In a homicide case the prosecution demonstrates a laser reconstruction of
a bullet’s path through a woman which indicates her husband fired a rifle
from his shoulder height. The husband’s story is that he was cleaning the
weapon while it lay on a tabletop. The defense attorney finds a firearms
expert who will claim that, while the weapon was not malfunctioning before
the incident, was not malfunctioning when collected from the crime scene,
and is not malfunctioning now at the time of trial, it may have suddenly
malfunctioned and fired all by itself as a result of a buildup of dirt and
powder within the weapon’s mechanism on the day of the shooting. The expert
does not address the issue of the shooting reconstruction, but the jury does
and returns a guilty verdict.

No Scientific Methodology

A city truck driver runs a stop sign and causes an accident with serious
injuries.
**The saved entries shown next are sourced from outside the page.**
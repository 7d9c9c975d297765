use std::fs;
use std::path::Path;

use chrono::{Duration, NaiveDate};
use ndarray::array;
use ndarray_rand::rand::SeedableRng;
use rand_xoshiro::Xoshiro256Plus;
use serde_json::json;
use trafficseg::features::Representation;
use trafficseg::IntervalRecord;
use trafficseg_cli::config::{ClusteringConfig, Config, EmbeddingConfig, RunConfig};
use trafficseg_cli::{run, RunOutcome, RunSummary};
use trafficseg_datasets::generate;

/// Sixteen half hour intervals, the regime changes every two hours
fn two_regimes() -> Vec<IntervalRecord<f64>> {
    let start = NaiveDate::from_ymd_opt(2025, 5, 2)
        .unwrap()
        .and_hms_opt(6, 0, 0)
        .unwrap();
    let mut rng = Xoshiro256Plus::seed_from_u64(5);

    generate::traffic_intervals(
        start,
        &array![[20., 2., 2.], [2., 2., 20.]],
        16,
        4,
        Duration::minutes(30),
        Duration::minutes(1),
        &mut rng,
    )
}

fn k_means(n_clusters: usize) -> ClusteringConfig {
    ClusteringConfig::KMeans {
        n_clusters,
        seed: Some(7),
        n_runs: None,
        max_n_iterations: None,
        tolerance: None,
        init: None,
    }
}

fn lines(path: &Path) -> Vec<String> {
    fs::read_to_string(path)
        .unwrap()
        .lines()
        .map(str::to_string)
        .collect()
}

fn completed(outcome: &RunOutcome) -> &RunSummary {
    match outcome {
        RunOutcome::Completed(summary) => summary,
        RunOutcome::Failed { name, reason } => panic!("{} failed: {}", name, reason),
    }
}

#[test]
fn every_run_writes_its_files() {
    let dir = tempfile::tempdir().unwrap();
    let config = Config {
        runs: vec![RunConfig::new(k_means(2))],
        ..Config::default()
    };

    let outcomes = run(&config, &two_regimes(), dir.path()).unwrap();
    assert_eq!(outcomes.len(), 2);

    for (outcome, representation) in outcomes.iter().zip(Representation::ALL.iter()) {
        let summary = completed(outcome);
        let name = format!("KMeans_2clusters_{}", representation.name());
        assert_eq!(summary.name, name);
        assert_eq!(summary.n_intervals, 16);
        assert_eq!(summary.n_clusters, 2);
        assert_eq!(summary.n_noise, 0);
        assert_eq!(summary.n_segments, 4);
        assert!(summary.silhouette.unwrap() > 0.5);

        let labels = lines(&dir.path().join(format!("Clusters_{}.csv", name)));
        assert_eq!(labels.len(), 16);
        assert!(labels.iter().all(|label| label == "0" || label == "1"));
        // the first regime lasts four intervals
        assert!(labels[..4].iter().all(|label| *label == labels[0]));
        assert_ne!(labels[0], labels[4]);

        let scatter = lines(&dir.path().join(format!("Scatter_{}.csv", name)));
        assert_eq!(scatter[0], "timestamp,value,cluster");
        assert_eq!(scatter.len(), 16 * 30 + 1);
        assert!(scatter[1].starts_with("2025-05-02 06:00:00,"));

        let embedding = dir.path().join(format!("Embedding_{}.csv", name));
        assert!(summary.embedding);
        let embedding = lines(&embedding);
        assert_eq!(embedding[0], "x,y,cluster,timestamp");
        assert_eq!(embedding.len(), summary.n_segments + 1);
    }
}

#[test]
fn failed_runs_do_not_stop_the_others() {
    let dir = tempfile::tempdir().unwrap();
    let config = Config {
        runs: vec![
            RunConfig {
                clustering: ClusteringConfig::Hdbscan {
                    min_cluster_size: 20,
                    min_samples: None,
                },
                representations: vec![Representation::Mean],
            },
            RunConfig {
                clustering: k_means(3),
                representations: vec![Representation::Concatenated],
            },
        ],
        ..Config::default()
    };

    let outcomes = run(&config, &two_regimes(), dir.path()).unwrap();
    assert_eq!(outcomes.len(), 2);

    assert!(matches!(&outcomes[0], RunOutcome::Failed { .. }));
    assert_eq!(outcomes[0].name(), "HDBSCAN_AverageValues");
    assert!(!dir.path().join("Clusters_HDBSCAN_AverageValues.csv").exists());

    let summary = completed(&outcomes[1]);
    assert_eq!(summary.name, "KMeans_3clusters_ConcatenatedValues");
    assert!(dir
        .path()
        .join("Clusters_KMeans_3clusters_ConcatenatedValues.csv")
        .exists());
}

#[test]
fn embedding_files_of_earlier_invocations_are_removed() {
    let dir = tempfile::tempdir().unwrap();
    let stale = dir.path().join("Embedding_KMeans_2clusters_AverageValues.csv");
    fs::write(&stale, "x,y,cluster,timestamp\n0.0,0.0,0,2025-05-02 06:00:00\n").unwrap();

    // four segments are too few for thirty neighbours
    let config = Config {
        runs: vec![RunConfig {
            clustering: k_means(2),
            representations: vec![Representation::Mean],
        }],
        embedding: EmbeddingConfig {
            n_neighbors: 30,
            ..EmbeddingConfig::default()
        },
        ..Config::default()
    };

    let outcomes = run(&config, &two_regimes(), dir.path()).unwrap();
    let summary = completed(&outcomes[0]);
    assert_eq!(summary.n_segments, 4);
    assert!(!summary.embedding);
    assert!(!stale.exists());
    assert!(dir
        .path()
        .join("Clusters_KMeans_2clusters_AverageValues.csv")
        .exists());
}

#[test]
fn json_documents_and_configs_drive_a_run() {
    let dir = tempfile::tempdir().unwrap();

    let values = |hour: u32, minute: u32, vehicles: [[u32; 2]; 1]| {
        (0..3)
            .map(|i| {
                json!({
                    "timestamp": format!("2025-01-01 {:02}:{:02}:00", hour, minute + i * 10),
                    "vehicles": vehicles,
                })
            })
            .collect::<Vec<_>>()
    };
    let document = json!({
        "data": [
            { "starttime": "2025-01-01 00:00:00", "values": values(0, 0, [[10, 0]]) },
            { "starttime": "2025-01-01 00:30:00", "values": values(0, 30, [[0, 10]]) },
            { "starttime": "2025-01-01 01:00:00", "values": values(1, 0, [[10, 0]]) },
            { "starttime": "2025-01-01 01:30:00", "values": values(1, 30, [[0, 10]]) },
        ]
    });
    let input = dir.path().join("counts.json");
    fs::write(&input, document.to_string()).unwrap();

    let config = json!({
        "runs": [
            { "clustering": { "strategy": "k_means", "n_clusters": 2, "seed": 1 },
              "representations": ["Mean"] }
        ]
    });
    let config_path = dir.path().join("config.json");
    fs::write(&config_path, config.to_string()).unwrap();

    let dataset = trafficseg_datasets::from_path(&input).unwrap();
    let config = Config::from_path(&config_path).unwrap();
    let out = dir.path().join("out");
    let outcomes = run(&config, dataset.intervals(), &out).unwrap();

    let summary = completed(&outcomes[0]);
    assert_eq!(summary.n_clusters, 2);
    assert_eq!(summary.n_segments, 4);

    let labels = lines(&out.join("Clusters_KMeans_2clusters_AverageValues.csv"));
    assert_eq!(labels.len(), 4);
    assert_eq!(labels[0], labels[2]);
    assert_eq!(labels[1], labels[3]);
    assert_ne!(labels[0], labels[1]);

    let mut broken = fs::File::create(dir.path().join("broken.json")).unwrap();
    std::io::Write::write_all(&mut broken, b"{\"window\": 60}").unwrap();
    assert!(Config::from_path(dir.path().join("broken.json")).is_err());
}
Instead of relying on the skidmarks, crush damage, and scene evidence,
the city authorities order a traffic investigator to conduct acceleration
tests to determine the maximum possible speed the truck could have achieved
in the one-block distance leading up to the crash. Because the truck involved
was disabled in the accident, the traffic investigator uses a motorcycle
to run the one-block acceleration test and reports back a peak speed of 35
miles-per-hour for the city truck.

Too Many Cooks Spoil The Broth

A city bus rear-ends and crushes a carload of teenagers, killing four. The
first traffic investigators at the scene measure the skidmarks of the bus
and determine that the bus driver was speeding. A national civil rights leader
says the bus driver is being made a scapegoat by the city solely because
he is a racial minority. The follow-up investigation by city authorities
reports that the original traffic investigators, who have been abruptly removed
from the case, must have been measuring tire marks tracked through melted
roadway tar and that, on second thought, the city bus driver was not really
speeding. A local television station gets a radar gun and reports that most
drivers, including all city bus drivers, regularly exceed the speed limit
on this section of road. Tire tracks in tar look nothing like skidmarks to
the trained eye of the traffic investigator. Excessive speed aside, it is
unlawful to follow another vehicle at an unsafe distance in that state.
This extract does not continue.